Diana West on the Senate's "Dissolve America Now" Bill

Diana West appeared on Lou Dobbs Tonight earlier this week, arguing that the Senate's comprehensive immigration reform bill would facilitate the break up of the United States. West argued her position in a Washington Times essay from May 26. Here's a snippet:
The bill's crazy provisions for allowing 66 million new legal immigrants into the United States by 2026 (twice the population of Canada) aside, the Senate bill grants citizenship rights to 10 million to 20 million mainly Mexican illegal aliens who have sneaked into the country since the last U.S. amnesty for illegal aliens in 1986. It also waives any penalties for employers who have been illegally employing them. Such provisions only create conditions for ever greater, ever denser waves of new illegal immigration. This isn't exactly what a rational being would call fixing the problem. And don't even ask about the multi billion-dollar price tag on ballooning social services; the Senate hasn't. What we're left with is not a nation, but a honey trap. If a body can just make it across the border, the Senate guarantees amnesty will always be the light at the end of the tunnel. And who knows? Maybe next time around, such as in 2026, the amnesty bill will be written in Spanish. After all, with 10 percent of Mexico already here, what's to stop 20 or 40 or 60 percent of Mexico from following? Not a law. Not a fence. Certainly not a border. Who needs a border, anyway? This, I'm afraid, is the rhetorical question driving too many of our public servants to abdicate their duty. But why? Why does the American political establishment -- with few genuinely patriotic exceptions -- want to destabilize the American nation? If this were a Democratic era -- a Kerry presidency, a Reid Senate, a Pelosi House -- I would understand.

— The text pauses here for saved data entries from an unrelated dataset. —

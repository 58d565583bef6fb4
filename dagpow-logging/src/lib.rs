// Copyright (c) 2022 MASSA LABS <info@massa.net>
//! Machine readable trace events.

#[doc(hidden)]
pub use serde_json as __serde_json;
#[doc(hidden)]
pub use tracing as __tracing;

/// `dagpow_trace!("event.name", { "key": value })` emits a trace line
/// `dagpow_trace:<event>:<json>`.
#[macro_export]
macro_rules! dagpow_trace {
    ($evt:expr, $params:tt) => {
        $crate::__tracing::trace!(
            "dagpow_trace:{}:{}",
            $evt,
            $crate::__serde_json::json!($params)
        );
    };
}

#[cfg(test)]
mod tests {
    #[test]
    fn test_trace_expands_without_subscriber() {
        let hash = "abc";
        dagpow_trace!("sync.import", { "hash": hash, "ttl": 3 });
    }
}
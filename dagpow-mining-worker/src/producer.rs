// Copyright (c) 2022 MASSA LABS <info@massa.net>

use std::sync::Arc;

use dagpow_channel::receiver::DagReceiver;
use dagpow_hash::hash::Hash;
use dagpow_logging::dagpow_trace;
use dagpow_mining_exports::ProducerState;
use dagpow_models::{BlockWrapper, ChannelId, Difficulty, ImportOutcome, Share};
use dagpow_time::DagTime;
use tracing::{debug, info, warn};

use crate::{
    broadcaster::Broadcaster,
    candidate::{next_deadline, CandidateBlock},
    event::ProducerEvent,
    timer::CycleTimer,
    window::BestShareWindow,
    worker::ProducerShared,
};

/// Single consumer of the producer events, sole owner of the candidate.
pub(crate) struct ProducerLoop {
    shared: Arc<ProducerShared>,
    events: DagReceiver<ProducerEvent>,
    timer: CycleTimer,
    broadcaster: Broadcaster,
    /// `None` when the last cycle could not build a template
    candidate: Option<CandidateBlock>,
    deadline: DagTime,
    next_task_index: u64,
    window: BestShareWindow,
}

impl ProducerLoop {
    pub(crate) fn new(
        shared: Arc<ProducerShared>,
        events: DagReceiver<ProducerEvent>,
        timer: CycleTimer,
        broadcaster: Broadcaster,
        candidate: CandidateBlock,
        deadline: DagTime,
    ) -> Self {
        let mut window = BestShareWindow::default();
        window.open(BestShareWindow::slot_for(deadline, shared.cfg.main_period));
        ProducerLoop {
            next_task_index: candidate.task().task_index + 1,
            candidate: Some(candidate),
            shared,
            events,
            timer,
            broadcaster,
            deadline,
            window,
        }
    }

    /// Process events until `Stop`, or until every sender is gone.
    pub(crate) fn run(mut self) {
        loop {
            let event = match self.events.recv() {
                Ok(event) => event,
                Err(_) => break,
            };
            self.events.update_metrics();
            match event {
                ProducerEvent::Stop => break,
                ProducerEvent::Timeout { deadline } => self.on_timeout(deadline),
                ProducerEvent::NewShare { channel, share } => self.on_share(channel, share),
                ProducerEvent::NewPretop { tip } => self.on_pretop(tip),
                ProducerEvent::NewDiff { value } => self.on_new_diff(value),
            }
        }
        debug!("mining loop exiting");
    }

    fn on_timeout(&mut self, deadline: DagTime) {
        if deadline != self.deadline {
            debug!("ignoring timeout of abandoned cycle {}", deadline);
            return;
        }
        match self.shared.state() {
            ProducerState::Running => {
                self.seal();
                self.begin_cycle();
            }
            ProducerState::Syncing => {
                if self.shared.status.is_done() {
                    let mut stats = self.shared.stats.write();
                    if stats.state == ProducerState::Syncing {
                        info!("node synced, block producer now sealing blocks");
                        stats.state = ProducerState::Running;
                    }
                }
                self.begin_cycle();
            }
            ProducerState::Stopped => {}
        }
    }

    fn on_share(&mut self, channel: ChannelId, share: Share) {
        if self.shared.state() != ProducerState::Running {
            return;
        }
        let Some(candidate) = self.candidate.as_mut() else {
            return;
        };
        let task_time = candidate.task().task_time;
        let current_index = candidate.task().task_index;
        let current = share.task_index == current_index;
        let scored = current.then(|| candidate.offer(&share.nonce));

        let mut stats = self.shared.stats.write();
        let channel_stats = stats.channels.entry(channel).or_default();
        channel_stats.last_share_time = DagTime::now().ok();
        let Some((hash, improved)) = scored else {
            channel_stats.stale += 1;
            debug!(
                "stale share from {} for task {}, current is {}",
                channel, share.task_index, current_index
            );
            return;
        };
        channel_stats.accepted += 1;
        if channel_stats.best_hash.map_or(true, |best| hash < best) {
            channel_stats.best_hash = Some(hash);
        }
        if improved {
            let slot = BestShareWindow::slot_for(task_time, self.shared.cfg.main_period);
            self.window.update(slot, share.nonce, hash);
            stats.best_hash = Some(hash);
            stats.best_share_window = self.window.hashes();
            dagpow_trace!("mining.best_share", {
                "channel": channel.0,
                "task_index": share.task_index,
                "hash": hash.to_string()
            });
        }
    }

    fn on_pretop(&mut self, tip: Hash) {
        if self.shared.state() != ProducerState::Running {
            return;
        }
        debug!("better tip {} seen, restarting the cycle", tip);
        self.begin_cycle();
    }

    fn on_new_diff(&mut self, value: Difficulty) {
        let mut stats = self.shared.stats.write();
        if value > stats.network_difficulty {
            info!("network difficulty is now {}", value);
            stats.network_difficulty = value;
        }
    }

    /// Admit, reward and broadcast the block carrying the best share.
    fn seal(&mut self) {
        let Some(candidate) = self.candidate.take() else {
            return;
        };
        let block = candidate.seal();
        let id = block.id();
        let wrapper = BlockWrapper::local(block.clone(), self.shared.cfg.block_ttl);
        match self.shared.channels.sync.validate_and_add(wrapper) {
            Ok(ImportOutcome::Invalid) => {
                warn!("mined block {} was rejected by the chain", id);
                return;
            }
            Ok(outcome) => debug!("mined block {} admitted as {:?}", id, outcome),
            Err(err) => {
                warn!("could not admit mined block {}: {}", id, err);
                return;
            }
        }
        self.shared.channels.award.add_award_block(
            candidate.best_nonce(),
            *candidate.task().midstate(),
            *block.hash(),
            block.timestamp(),
        );
        dagpow_trace!("mining.sealed", {
            "block": id.to_string(),
            "task_index": candidate.task().task_index
        });
        info!("sealed block {} for task {}", id, candidate.task().task_index);
        self.broadcaster.broadcast(block);
        self.shared.stats.write().blocks_produced += 1;
    }

    /// Build the next candidate, arm its deadline and hand its task to the miners.
    fn begin_cycle(&mut self) {
        let template = &*self.shared.channels.template;
        match CandidateBlock::for_next_cycle(&self.shared.cfg, template, self.next_task_index) {
            Ok((candidate, deadline)) => {
                self.next_task_index += 1;
                self.deadline = deadline;
                self.timer.set_deadline(deadline);
                self.window
                    .open(BestShareWindow::slot_for(deadline, self.shared.cfg.main_period));
                {
                    let mut stats = self.shared.stats.write();
                    stats.task_index = Some(candidate.task().task_index);
                    stats.best_hash = Some(candidate.best_hash());
                    stats.best_share_window = self.window.hashes();
                }
                self.shared.channels.notifier.send_task(candidate.task());
                debug!("task {} until {}", candidate.task().task_index, deadline);
                self.candidate = Some(candidate);
            }
            Err(err) => {
                warn!("could not build a candidate block: {}", err);
                self.candidate = None;
                // retry at the next period
                match next_deadline(&self.shared.cfg) {
                    Ok(deadline) => {
                        self.deadline = deadline;
                        self.timer.set_deadline(deadline);
                    }
                    Err(err) => warn!("could not compute the next deadline: {}", err),
                }
            }
        }
    }
}
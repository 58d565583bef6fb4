// Copyright (c) 2022 MASSA LABS <info@massa.net>

use dagpow_hash::hash::Hash;
use dagpow_models::{ChannelId, Difficulty, Share};
use dagpow_time::DagTime;

/// Inputs of the producer event loop, consumed in arrival order.
#[derive(Debug, Clone)]
pub(crate) enum ProducerEvent {
    Stop,
    /// the cycle armed for `deadline` is over
    Timeout {
        deadline: DagTime,
    },
    NewShare {
        channel: ChannelId,
        share: Share,
    },
    /// a competing tip with more cumulative difficulty was seen
    NewPretop {
        tip: Hash,
    },
    NewDiff {
        value: Difficulty,
    },
}
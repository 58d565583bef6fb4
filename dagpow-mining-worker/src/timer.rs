// Copyright (c) 2022 MASSA LABS <info@massa.net>

use std::{sync::Arc, thread::JoinHandle, time::Duration};

use crossbeam::channel::{bounded, select, tick, Sender};
use dagpow_channel::sender::DagSender;
use dagpow_time::DagTime;
use parking_lot::Mutex;
use tracing::{debug, warn};

use crate::event::ProducerEvent;

/// Handle arming the single cycle deadline.
#[derive(Clone, Default)]
pub(crate) struct CycleTimer {
    deadline: Arc<Mutex<Option<DagTime>>>,
}

impl CycleTimer {
    /// Replace the armed deadline.
    pub(crate) fn set_deadline(&self, deadline: DagTime) {
        *self.deadline.lock() = Some(deadline);
    }

    /// Take the deadline if `now` reached it. A taken deadline never fires again.
    fn take_due(&self, now: DagTime) -> Option<DagTime> {
        let mut deadline = self.deadline.lock();
        match *deadline {
            Some(at) if now >= at => deadline.take(),
            _ => None,
        }
    }

    /// Spawn the polling thread. Dropping the returned sender stops it.
    pub(crate) fn spawn(
        &self,
        poll_interval: Duration,
        events: DagSender<ProducerEvent>,
    ) -> (Sender<()>, JoinHandle<()>) {
        let (stop_tx, stop_rx) = bounded::<()>(1);
        let timer = self.clone();
        let handle = std::thread::Builder::new()
            .name("mining-timer".into())
            .spawn(move || {
                let ticker = tick(poll_interval);
                loop {
                    select! {
                        recv(stop_rx) -> _ => break,
                        recv(ticker) -> _ => {
                            let now = match DagTime::now() {
                                Ok(now) => now,
                                Err(err) => {
                                    warn!("mining timer could not read the clock: {}", err);
                                    continue;
                                }
                            };
                            if let Some(deadline) = timer.take_due(now) {
                                debug!("cycle deadline {} reached", deadline);
                                if events.send(ProducerEvent::Timeout { deadline }).is_err() {
                                    break;
                                }
                            }
                        }
                    }
                }
            })
            .expect("could not spawn mining timer thread");
        (stop_tx, handle)
    }
}
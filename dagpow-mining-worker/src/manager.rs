// Copyright (c) 2022 MASSA LABS <info@massa.net>

//! This module implements a mining manager.
//! See `dagpow-mining-exports/controller_traits.rs` for functional details.

use std::sync::Arc;

use dagpow_mining_exports::MiningManager;
use tracing::info;

use crate::worker::ProducerShared;

/// Implementation of the mining manager
/// Allows stopping the producer threads
pub struct MiningManagerImpl {
    pub(crate) shared: Arc<ProducerShared>,
}

impl MiningManager for MiningManagerImpl {
    /// stops the worker
    fn stop(&mut self) {
        info!("stopping block producer...");
        self.shared.stop();
        info!("block producer stopped");
    }
}
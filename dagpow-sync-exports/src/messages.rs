// Copyright (c) 2022 MASSA LABS <info@massa.net>

use dagpow_models::{BlockHash, RangeDigest};
use dagpow_time::DagTime;

/// Sync messages exchanged with peers. Framing belongs to the transport.
#[derive(Debug, Clone, PartialEq, Eq)]
pub enum SyncMessage {
    /// ask for the digest of `[start_time, end_time)`
    SumsRequest {
        /// range start
        start_time: DagTime,
        /// range end, excluded
        end_time: DagTime,
        /// correlates the reply
        nonce: u64,
    },
    /// digest of the requested range
    SumsReply {
        /// end of the requested range
        end_time: DagTime,
        /// nonce of the request
        nonce: u64,
        /// 16 sub-range summaries
        digest: RangeDigest,
    },
    /// ask for every block of `[start_time, end_time)`
    BlocksRequest {
        /// range start
        start_time: DagTime,
        /// range end, excluded
        end_time: DagTime,
        /// correlates the reply
        nonce: u64,
    },
    /// sent after the blocks of a `BlocksRequest`
    BlocksReply {
        /// whether the range was served
        ack: bool,
        /// end of the requested range
        end_time: DagTime,
        /// nonce of the request
        nonce: u64,
    },
    /// ask for one block
    BlockRequest {
        /// identity of the wanted block
        hash: BlockHash,
    },
    /// a block, mined, relayed or requested
    NewBlock {
        /// 512 raw bytes
        raw_block: Vec<u8>,
        /// remaining relay hops
        ttl: u8,
    },
}

impl SyncMessage {
    /// short name for logs
    pub fn kind(&self) -> &'static str {
        match self {
            SyncMessage::SumsRequest { .. } => "sums_request",
            SyncMessage::SumsReply { .. } => "sums_reply",
            SyncMessage::BlocksRequest { .. } => "blocks_request",
            SyncMessage::BlocksReply { .. } => "blocks_reply",
            SyncMessage::BlockRequest { .. } => "block_request",
            SyncMessage::NewBlock { .. } => "new_block",
        }
    }
}
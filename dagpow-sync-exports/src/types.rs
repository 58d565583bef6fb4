// Copyright (c) 2022 MASSA LABS <info@massa.net>

use crate::{ActivePeers, BlockStore, Chain};

/// Collaborators the sync worker talks to
#[derive(Clone)]
pub struct SyncChannels {
    /// block DAG
    pub chain: Box<dyn Chain>,
    /// block storage
    pub store: Box<dyn BlockStore>,
    /// connected peers
    pub peers: Box<dyn ActivePeers>,
}
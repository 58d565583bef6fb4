// Copyright (c) 2022 MASSA LABS <info@massa.net>

use std::sync::atomic::{AtomicBool, Ordering};

/// Whether local history caught up with the best known peer.
#[derive(Debug, Clone, Copy, PartialEq, Eq)]
pub enum SyncState {
    /// still behind
    Syncing,
    /// caught up: blocks are relayed and mining may start
    Done,
}

/// Process-wide sync flag, moving once from `Syncing` to `Done`.
#[derive(Debug, Default)]
pub struct SyncStatus {
    done: AtomicBool,
}

impl SyncStatus {
    /// starts in `Syncing`
    pub fn new() -> Self {
        Self::default()
    }

    /// current state
    pub fn state(&self) -> SyncState {
        if self.done.load(Ordering::Acquire) {
            SyncState::Done
        } else {
            SyncState::Syncing
        }
    }

    /// shortcut for `state() == SyncState::Done`
    pub fn is_done(&self) -> bool {
        self.done.load(Ordering::Acquire)
    }

    /// Move to `Done`. Returns true only for the call that made the transition.
    pub fn mark_done(&self) -> bool {
        self.done
            .compare_exchange(false, true, Ordering::AcqRel, Ordering::Acquire)
            .is_ok()
    }
}

#[cfg(test)]
mod tests {
    use super::*;
    use std::sync::Arc;

    #[test]
    fn test_transition_is_one_shot() {
        let status = Arc::new(SyncStatus::new());
        assert_eq!(status.state(), SyncState::Syncing);
        let winners: usize = (0..8)
            .map(|_| {
                let status = status.clone();
                std::thread::spawn(move || status.mark_done())
            })
            .collect::<Vec<_>>()
            .into_iter()
            .map(|handle| handle.join().unwrap() as usize)
            .sum();
        assert_eq!(winners, 1);
        assert!(status.is_done());
        assert!(!status.mark_done());
        assert_eq!(status.state(), SyncState::Done);
    }
}
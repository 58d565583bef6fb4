// Copyright (c) 2022 MASSA LABS <info@massa.net>

//! Resumable SHA-256 state.
//!
//! Miners receive the raw compression state reached after the aligned prefix
//! of a block (the *midstate*) and only hash the remaining bytes themselves.
//! The node keeps a [`TaskDigest`] to recompute the same double SHA-256 for
//! every nonce they submit without rehashing the prefix.

use sha2::{
    compress256,
    digest::generic_array::{typenum::U64, GenericArray},
    Digest, Sha256,
};

use crate::{error::HashError, hash::Hash, settings::SHA256_BLOCK_BYTES, HASH_SIZE_BYTES};

/// SHA-256 initial hash values (FIPS 180-4, 5.3.3)
const SHA256_IV: [u32; 8] = [
    0x6a09e667, 0xbb67ae85, 0x3c6ef372, 0xa54ff53a, 0x510e527f, 0x9b05688c, 0x1f83d9ab, 0x5be0cd19,
];

/// SHA-256 state over `prefix ++ tail`, ready to absorb the final bytes.
#[derive(Clone)]
pub struct TaskDigest {
    /// compression state after `prefix`, words serialized little-endian
    midstate: [u8; HASH_SIZE_BYTES],
    /// running hasher that already absorbed `prefix ++ tail`
    hasher: Sha256,
}

impl TaskDigest {
    /// Absorb `prefix` (a whole number of 64-byte blocks) then `tail`.
    ///
    /// # Example
    ///  ```
    /// # use dagpow_hash::{hash::Hash, task_digest::TaskDigest};
    /// let prefix = [7u8; 128];
    /// let digest = TaskDigest::new(&prefix, b"tail").unwrap();
    /// let mut full = prefix.to_vec();
    /// full.extend_from_slice(b"tail");
    /// full.extend_from_slice(b"nonce");
    /// assert_eq!(digest.finalize_double(b"nonce"), Hash::compute_double_from(&full));
    /// ```
    pub fn new(prefix: &[u8], tail: &[u8]) -> Result<Self, HashError> {
        if prefix.len() % SHA256_BLOCK_BYTES != 0 {
            return Err(HashError::UnalignedPrefix(prefix.len()));
        }
        let mut state = SHA256_IV;
        let blocks: Vec<GenericArray<u8, U64>> = prefix
            .chunks_exact(SHA256_BLOCK_BYTES)
            .map(|chunk| GenericArray::clone_from_slice(chunk))
            .collect();
        compress256(&mut state, &blocks);
        let mut midstate = [0u8; HASH_SIZE_BYTES];
        for (i, word) in state.iter().enumerate() {
            midstate[i * 4..i * 4 + 4].copy_from_slice(&word.to_le_bytes());
        }

        let mut hasher = Sha256::new();
        hasher.update(prefix);
        hasher.update(tail);
        Ok(TaskDigest { midstate, hasher })
    }

    /// Compression state after the prefix, as sent to miners.
    pub fn midstate(&self) -> [u8; HASH_SIZE_BYTES] {
        self.midstate
    }

    /// SHA-256(SHA-256(prefix ++ tail ++ last)). The stored state is left untouched.
    pub fn finalize_double(&self, last: &[u8]) -> Hash {
        let mut hasher = self.hasher.clone();
        hasher.update(last);
        let first = hasher.finalize();
        Hash::from_bytes(&Sha256::digest(first).into())
    }
}

impl std::fmt::Debug for TaskDigest {
    fn fmt(&self, f: &mut std::fmt::Formatter<'_>) -> std::fmt::Result {
        f.debug_struct("TaskDigest")
            .field("midstate", &Hash::from_bytes(&self.midstate))
            .finish()
    }
}

#[cfg(test)]
mod tests {
    use super::*;

    #[test]
    fn test_unaligned_prefix_rejected() {
        assert!(matches!(
            TaskDigest::new(&[0u8; 63], &[]),
            Err(HashError::UnalignedPrefix(63))
        ));
    }

    #[test]
    fn test_empty_prefix_midstate_is_iv() {
        let digest = TaskDigest::new(&[], &[]).unwrap();
        let midstate = digest.midstate();
        assert_eq!(&midstate[0..4], &0x6a09e667u32.to_le_bytes());
        assert_eq!(&midstate[28..32], &0x5be0cd19u32.to_le_bytes());
    }

    #[test]
    fn test_midstate_depends_on_prefix_only() {
        let prefix = [3u8; 448];
        let a = TaskDigest::new(&prefix, &[1u8; 32]).unwrap();
        let b = TaskDigest::new(&prefix, &[2u8; 32]).unwrap();
        assert_eq!(a.midstate(), b.midstate());
        assert_ne!(a.finalize_double(&[0u8; 32]), b.finalize_double(&[0u8; 32]));
    }

    #[test]
    fn test_finalize_is_repeatable() {
        let digest = TaskDigest::new(&[9u8; 448], &[4u8; 32]).unwrap();
        let nonce = [5u8; 32];
        assert_eq!(digest.finalize_double(&nonce), digest.finalize_double(&nonce));
    }
}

I wouldn't like it any better, but the eradication of U.S. borders and, ultimately, the nation's core European identity is the sort of policy that follows from the West-corroding multiculturalism once uniquely associated with the left. But this is a rock-ribbed Republican moment. Plus, it's a time of war. Sad to say, it's also time for a national shrink, someone to answer the question: Why are we killing ourselves?
Why indeed? I blogged about the cultural element to the immigration reform debate last week. Fortunately, the bill's chances are slim, and it's going to take some late-night legislative miracle to see it through to enactment.